We manually ran this code for each project repo/zip in order to use different API keys. 

In [2]:
# setting API key for classifier
paralleldots.set_api_key(API_KEY)

# initializing lists
research_questions = {}
qtr = []
year = []
group = []
# special projects are marked with '_S' at the end of its name
special = []
word_counts = []
index = 0

# reading zip file for a certain quarter
with zipfile.ZipFile("zips/FinalProjects-Wi20-master.zip", "r") as f:
    for i, name in enumerate(f.namelist()):
        # skip files that are not jupyter notebooks
        if '.ipynb' not in name:
            continue
        rf = json.loads(f.read(name))
        word_count = 0
        rq_found = False
        
        # loop through every cell
        for j, cell in enumerate(rf['cells']):
            if cell['cell_type'] == 'markdown':
                for c in cell['source']:
                    # if cell contains the research question header, update lists and extract the research question from the next cell
                    if (rq_found == False) and (re.search(r"(^#.*research question)", c.lower()) != None):
                        #print("RQ FOUND")
                        
                        # extract quarter info from repo name
                        date = re.search(r"-(.*)-", name).group(1)
                        qtr.append(date[:2].upper())
                        year.append(int(date[2:]))

                        # extract group number
                        fname = re.search(r"/.*", name).group(0)
                        group.append(int(re.search(r"[$0-9^]{2,3}", fname)[0]))

                        special.append(False if re.search(r"_S\.ipynb", name) == None else True)
                        # get the research question from the cell AFTER the cell that contains the header 'Research Question'
                        rq = ' '.join(rf['cells'][j+1]['source'])
                        research_questions[str(group[index])+"_"+qtr[index]+"_"+str(year[index])] = rq          
                        rq_found = True
                        index += 1
                    word_count += len(c.replace('#', '').lstrip().split(' '))
        if rq_found:
            word_counts.append(word_count)

After collecting all the data we need from the submissions, we can use a text classifier to find the general topic of the submission.

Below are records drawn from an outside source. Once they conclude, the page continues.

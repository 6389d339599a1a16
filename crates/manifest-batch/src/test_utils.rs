//! Common test utilities.

use std::sync::Mutex;

use thiserror::Error;

use crate::{Applier, OwningResource, YamlDocument};

#[derive(Debug, Error, PartialEq, Eq)]
#[error("{0}")]
pub struct MockApplyError(pub String);

/// One observed `apply` invocation.
#[derive(Debug, Clone, PartialEq, Eq)]
pub struct ApplyCall {
	pub doc: YamlDocument,
	pub namespace: String,
	pub owner: Option<OwningResource>,
}

/// An applier that records every call and optionally fails on the n-th one.
#[derive(Default)]
pub struct RecordingApplier {
	calls: Mutex<Vec<ApplyCall>>,
	fail_on_call: Option<(usize, String)>,
}

impl RecordingApplier {
	pub fn new() -> Self {
		Self::default()
	}

	/// Fail the call with the given zero-based index.
	pub fn failing_on(index: usize, message: impl Into<String>) -> Self {
		Self {
			calls: Mutex::default(),
			fail_on_call: Some((index, message.into())),
		}
	}

	pub fn calls(&self) -> Vec<ApplyCall> {
		self.calls.lock().unwrap().clone()
	}
}

impl Applier for RecordingApplier {
	type Error = MockApplyError;

	async fn apply(
		&self,
		doc: &YamlDocument,
		namespace: &str,
		owner: Option<&OwningResource>,
	) -> Result<(), Self::Error> {
		let index = {
			let mut calls = self.calls.lock().unwrap();
			calls.push(ApplyCall {
				doc: doc.clone(),
				namespace: namespace.to_string(),
				owner: owner.cloned(),
			});
			calls.len() - 1
		};

		match &self.fail_on_call {
			Some((fail_index, message)) if *fail_index == index => {
				Err(MockApplyError(message.clone()))
			}
			_ => Ok(()),
		}
	}
}
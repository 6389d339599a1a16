//! In-memory object storage for the mock cluster.

use std::{
	collections::BTreeMap,
	sync::{Arc, PoisonError, RwLock},
};

/// Objects keyed by (collection path, name).
#[derive(Debug, Clone, Default)]
pub struct ObjectStore {
	objects: Arc<RwLock<BTreeMap<(String, String), serde_json::Value>>>,
}

impl ObjectStore {
	pub fn get(&self, collection: &str, name: &str) -> Option<serde_json::Value> {
		self.objects
			.read()
			.unwrap_or_else(PoisonError::into_inner)
			.get(&(collection.to_string(), name.to_string()))
			.cloned()
	}

	pub fn contains(&self, collection: &str, name: &str) -> bool {
		self.get(collection, name).is_some()
	}

	/// Store an object, assigning a uid when it has none.
	pub fn insert(
		&self,
		collection: &str,
		name: &str,
		mut object: serde_json::Value,
	) -> serde_json::Value {
		assign_uid(&mut object, collection, name);
		self.objects
			.write()
			.unwrap_or_else(PoisonError::into_inner)
			.insert((collection.to_string(), name.to_string()), object.clone());
		object
	}

	/// Merge `patch` into the stored object (or an empty one) and store the result.
	pub fn merge(
		&self,
		collection: &str,
		name: &str,
		patch: serde_json::Value,
	) -> serde_json::Value {
		let base = self
			.get(collection, name)
			.unwrap_or(serde_json::Value::Null);
		let merged = strip_patch_directives(merge_json(base, patch));
		self.insert(collection, name, merged)
	}

	pub fn len(&self) -> usize {
		self.objects
			.read()
			.unwrap_or_else(PoisonError::into_inner)
			.len()
	}

	pub fn is_empty(&self) -> bool {
		self.len() == 0
	}
}

fn assign_uid(object: &mut serde_json::Value, collection: &str, name: &str) {
	if let Some(serde_json::Value::Object(metadata)) = object.get_mut("metadata") {
		metadata.entry("uid").or_insert_with(|| {
			let prefix = collection.replace('/', "-");
			serde_json::Value::String(format!("uid{prefix}-{name}"))
		});
	}
}

/// Deep merge two JSON values (patch into base).
fn merge_json(base: serde_json::Value, patch: serde_json::Value) -> serde_json::Value {
	match (base, patch) {
		(serde_json::Value::Object(mut base_map), serde_json::Value::Object(patch_map)) => {
			for (key, patch_value) in patch_map {
				let base_value = base_map.remove(&key).unwrap_or(serde_json::Value::Null);
				base_map.insert(key, merge_json(base_value, patch_value));
			}
			serde_json::Value::Object(base_map)
		}
		(_, patch) => patch,
	}
}

/// Drop strategic merge directives (`$patch`, `$setElementOrder/...`).
fn strip_patch_directives(value: serde_json::Value) -> serde_json::Value {
	match value {
		serde_json::Value::Object(map) => serde_json::Value::Object(
			map.into_iter()
				.filter(|(key, _)| !key.starts_with('$'))
				.map(|(key, val)| (key, strip_patch_directives(val)))
				.collect(),
		),
		serde_json::Value::Array(items) => {
			serde_json::Value::Array(items.into_iter().map(strip_patch_directives).collect())
		}
		other => other,
	}
}
//! Kubernetes resource apply engine.
//!
//! [`KubeApplier`] implements [`Applier`] on top of kube-rs: it splits a blob
//! into its YAML documents, stamps the owner reference onto each object and
//! applies it using either server-side or client-side apply.

use std::fmt;

use k8s_openapi::apimachinery::pkg::apis::meta::v1::OwnerReference;
use kube::{
	api::{Api, DynamicObject, Patch, PatchParams, PostParams},
	Client,
};
use serde::Deserialize;
use thiserror::Error;
use tracing::instrument;

use super::{
	discovery::{gvk_from_manifest, ApiResourceCache, DiscoveredResource, DiscoveryError},
	ResourceScope,
};
use crate::{applier::Applier, document::YamlDocument, owner::OwningResource};

/// Field manager recorded on applied objects unless overridden.
pub const DEFAULT_FIELD_MANAGER: &str = "mbatch";

/// Errors that can occur during apply operations.
#[derive(Debug, Error)]
pub enum KubeApplyError {
	#[error("decoding YAML document #{index}")]
	Decode {
		index: usize,
		#[source]
		source: serde_yaml::Error,
	},

	#[error("manifest missing apiVersion or kind")]
	MissingApiVersionOrKind,

	#[error("manifest missing metadata.name")]
	MissingName,

	#[error(transparent)]
	Discovery(#[from] DiscoveryError),

	#[error("applying {kind}/{name}")]
	ApplyFailed {
		kind: String,
		name: String,
		#[source]
		source: Box<kube::Error>,
	},

	#[error("converting manifest to DynamicObject")]
	ManifestConversion(#[source] serde_json::Error),
}

/// Apply strategy for resource updates.
#[derive(Debug, Clone, Copy, PartialEq, Eq, Default)]
pub enum ApplyStrategy {
	/// Server-side apply using PATCH with Apply.
	#[default]
	Server,

	/// Client-side apply using PATCH with strategic merge.
	Client,
}

impl fmt::Display for ApplyStrategy {
	fn fmt(&self, f: &mut fmt::Formatter<'_>) -> fmt::Result {
		match self {
			ApplyStrategy::Server => write!(f, "server"),
			ApplyStrategy::Client => write!(f, "client"),
		}
	}
}

/// Applies manifest blobs to a Kubernetes cluster.
#[derive(Clone)]
pub struct KubeApplier {
	client: Client,
	api_cache: ApiResourceCache,
	strategy: ApplyStrategy,
	field_manager: String,
	force: bool,
}

impl KubeApplier {
	pub fn new(client: Client) -> Self {
		Self {
			client,
			api_cache: ApiResourceCache::new(),
			strategy: ApplyStrategy::default(),
			field_manager: DEFAULT_FIELD_MANAGER.to_string(),
			force: false,
		}
	}

	/// Share an existing discovery cache.
	pub fn with_api_cache(mut self, api_cache: ApiResourceCache) -> Self {
		self.api_cache = api_cache;
		self
	}

	pub fn with_strategy(mut self, strategy: ApplyStrategy) -> Self {
		self.strategy = strategy;
		self
	}

	pub fn with_field_manager(mut self, field_manager: impl Into<String>) -> Self {
		self.field_manager = field_manager.into();
		self
	}

	/// Take ownership of conflicting fields during server-side apply.
	pub fn with_force(mut self, force: bool) -> Self {
		self.force = force;
		self
	}

	pub fn api_cache(&self) -> &ApiResourceCache {
		&self.api_cache
	}

	/// Apply a single manifest to the cluster.
	#[instrument(skip(self, manifest, owner), fields(
		kind = manifest.get("kind").and_then(|v| v.as_str()).unwrap_or("unknown"),
		name = manifest.pointer("/metadata/name").and_then(|v| v.as_str()).unwrap_or("unknown"),
	))]
	pub async fn apply_manifest(
		&self,
		mut manifest: serde_json::Value,
		namespace: &str,
		owner: Option<&OwningResource>,
	) -> Result<(), KubeApplyError> {
		let gvk = gvk_from_manifest(&manifest).ok_or(KubeApplyError::MissingApiVersionOrKind)?;

		let name = manifest
			.pointer("/metadata/name")
			.and_then(|v| v.as_str())
			.ok_or(KubeApplyError::MissingName)?
			.to_string();

		let discovered = self.api_cache.resolve(&self.client, &gvk).await?;

		let target_namespace = resolve_namespace(&mut manifest, &discovered, namespace);
		if let Some(owner) = owner {
			if owner_reaches(owner.namespace.as_deref(), target_namespace.as_deref()) {
				stamp_owner_reference(&mut manifest, &owner.to_owner_reference())
					.map_err(KubeApplyError::ManifestConversion)?;
			} else {
				tracing::warn!(
					owner_kind = %owner.kind,
					owner_name = %owner.name,
					owner_namespace = ?owner.namespace,
					namespace = ?target_namespace,
					"owner is outside the object's namespace, applying without owner reference"
				);
			}
		}

		let api = self.dynamic_api(&discovered, target_namespace.as_deref());
		let apply_failed = |e: kube::Error| KubeApplyError::ApplyFailed {
			kind: gvk.kind.clone(),
			name: name.clone(),
			source: Box::new(e),
		};

		match self.strategy {
			ApplyStrategy::Server => {
				let patch_params = PatchParams {
					field_manager: Some(self.field_manager.clone()),
					force: self.force,
					..Default::default()
				};

				api.patch(&name, &patch_params, &Patch::Apply(&manifest))
					.await
					.map_err(apply_failed)?;
			}
			ApplyStrategy::Client => {
				let patch_params = PatchParams {
					field_manager: Some(self.field_manager.clone()),
					..Default::default()
				};

				// Ensure annotations exists (kubectl always includes this)
				let manifest = ensure_annotations(manifest);

				// Try strategic merge patch first, fall back to merge patch for CRDs
				let result = api
					.patch(&name, &patch_params, &Patch::Strategic(&manifest))
					.await;

				match result {
					Ok(_) => {}
					Err(kube::Error::Api(ref err)) if err.code == 415 => {
						// UnsupportedMediaType - CRD doesn't support strategic merge
						api.patch(&name, &patch_params, &Patch::Merge(&manifest))
							.await
							.map_err(apply_failed)?;
					}
					Err(kube::Error::Api(ref err)) if err.code == 404 => {
						let obj: DynamicObject = serde_json::from_value(manifest)
							.map_err(KubeApplyError::ManifestConversion)?;

						api.create(&PostParams::default(), &obj)
							.await
							.map_err(apply_failed)?;
					}
					Err(e) => return Err(apply_failed(e)),
				}
			}
		}

		tracing::debug!(namespace = ?target_namespace, "applied");
		Ok(())
	}

	/// Create a dynamic API for the given resource.
	fn dynamic_api(
		&self,
		discovered: &DiscoveredResource,
		namespace: Option<&str>,
	) -> Api<DynamicObject> {
		match namespace {
			Some(ns) => Api::namespaced_with(self.client.clone(), ns, &discovered.api_resource),
			None => Api::all_with(self.client.clone(), &discovered.api_resource),
		}
	}
}

impl Applier for KubeApplier {
	type Error = KubeApplyError;

	async fn apply(
		&self,
		doc: &YamlDocument,
		namespace: &str,
		owner: Option<&OwningResource>,
	) -> Result<(), Self::Error> {
		let manifests = decode_manifests(doc)?;

		let owner = match owner {
			Some(owner) if owner.uid.is_none() => {
				tracing::warn!(
					kind = %owner.kind,
					name = %owner.name,
					"owner has no uid, applying without owner reference"
				);
				None
			}
			other => other,
		};

		for manifest in manifests {
			self.apply_manifest(manifest, namespace, owner).await?;
		}
		Ok(())
	}
}

/// Split a blob into its YAML documents, skipping empty ones.
pub fn decode_manifests(doc: &YamlDocument) -> Result<Vec<serde_json::Value>, KubeApplyError> {
	let mut manifests = Vec::new();
	for (index, document) in serde_yaml::Deserializer::from_slice(doc.as_bytes()).enumerate() {
		let value = serde_json::Value::deserialize(document)
			.map_err(|source| KubeApplyError::Decode { index, source })?;
		if !value.is_null() {
			manifests.push(value);
		}
	}
	Ok(manifests)
}

/// Pick the namespace a manifest is applied into.
///
/// Namespaced objects keep an explicit `metadata.namespace` and otherwise get
/// `default_namespace` written into them. Cluster-wide objects get none.
fn resolve_namespace(
	manifest: &mut serde_json::Value,
	discovered: &DiscoveredResource,
	default_namespace: &str,
) -> Option<String> {
	match discovered.scope {
		ResourceScope::Namespaced => {
			let ns = manifest
				.pointer("/metadata/namespace")
				.and_then(|v| v.as_str())
				.map(|s| s.to_string())
				.unwrap_or_else(|| default_namespace.to_string());
			if let Some(serde_json::Value::Object(metadata)) = manifest.get_mut("metadata") {
				metadata.insert("namespace".to_string(), serde_json::Value::String(ns.clone()));
			}
			Some(ns)
		}
		ResourceScope::ClusterWide => None,
	}
}

/// Whether an owner in `owner_namespace` may own an object in `namespace`.
///
/// A namespaced owner only reaches objects in its own namespace; a
/// cluster-scoped owner (no namespace) reaches everything.
fn owner_reaches(owner_namespace: Option<&str>, namespace: Option<&str>) -> bool {
	match owner_namespace {
		Some(owner_namespace) => namespace == Some(owner_namespace),
		None => true,
	}
}

/// Add `owner` to `metadata.ownerReferences`, replacing a reference with the same UID.
///
/// An object has at most one controller: if another reference already claims
/// it, `owner` is added without the `controller` flag.
fn stamp_owner_reference(
	manifest: &mut serde_json::Value,
	owner: &OwnerReference,
) -> Result<(), serde_json::Error> {
	let mut reference = serde_json::to_value(owner)?;
	if let Some(serde_json::Value::Object(metadata)) = manifest.get_mut("metadata") {
		let references = metadata
			.entry("ownerReferences")
			.or_insert_with(|| serde_json::json!([]));
		match references {
			serde_json::Value::Array(items) => {
				items.retain(|item| item.get("uid") != reference.get("uid"));
				let controlled = items
					.iter()
					.any(|item| item.get("controller") == Some(&serde_json::Value::Bool(true)));
				if controlled {
					if let serde_json::Value::Object(fields) = &mut reference {
						if fields.remove("controller").is_some() {
							tracing::debug!(
								"object already has a controller, adding owner as non-controller"
							);
						}
					}
				}
				items.push(reference);
			}
			other => *other = serde_json::Value::Array(vec![reference]),
		}
	}
	Ok(())
}

/// Ensure metadata.annotations exists in the manifest.
fn ensure_annotations(mut manifest: serde_json::Value) -> serde_json::Value {
	if let serde_json::Value::Object(ref mut obj) = manifest {
		if let Some(serde_json::Value::Object(ref mut metadata)) = obj.get_mut("metadata") {
			metadata
				.entry("annotations")
				.or_insert(serde_json::json!({}));
		}
	}
	manifest
}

We are currently using an API made by ParallelDots to do this classification for us. See [here](https://apis.paralleldots.com/text_docs/index.html#taxonomy) for details on the API we are using.

In [3]:
# initialize topics list
topic = []

# loop through research questions and find the most confident topic class from topic classifier
for i, (g, q, y) in enumerate(zip(group, qtr, year)):
    response = paralleldots.taxonomy(research_questions[str(group[i])+"_"+qtr[i]+"_"+str(year[i])])
    topic.append(response['taxonomy'][0]['tag'])
    if i == 0:
        print("EXAMPLE:\n", research_questions[str(group[i])+"_"+qtr[i]+"_"+str(year[i])], " :: ", topic[i])

EXAMPLE:
 Can we emulate or improve on the effectivness of Open Comet for comet detection and mean olive moment extraction?  ::  TASTE


Now that we have stored the topics of the submissions, we can run a sanity check to make sure that all of our list are the same length and then export the data to a csv file.

In [4]:
# double check that all the lists are the same length
print(len(group), len(qtr), len(year), len(topic), len(special), len(word_counts))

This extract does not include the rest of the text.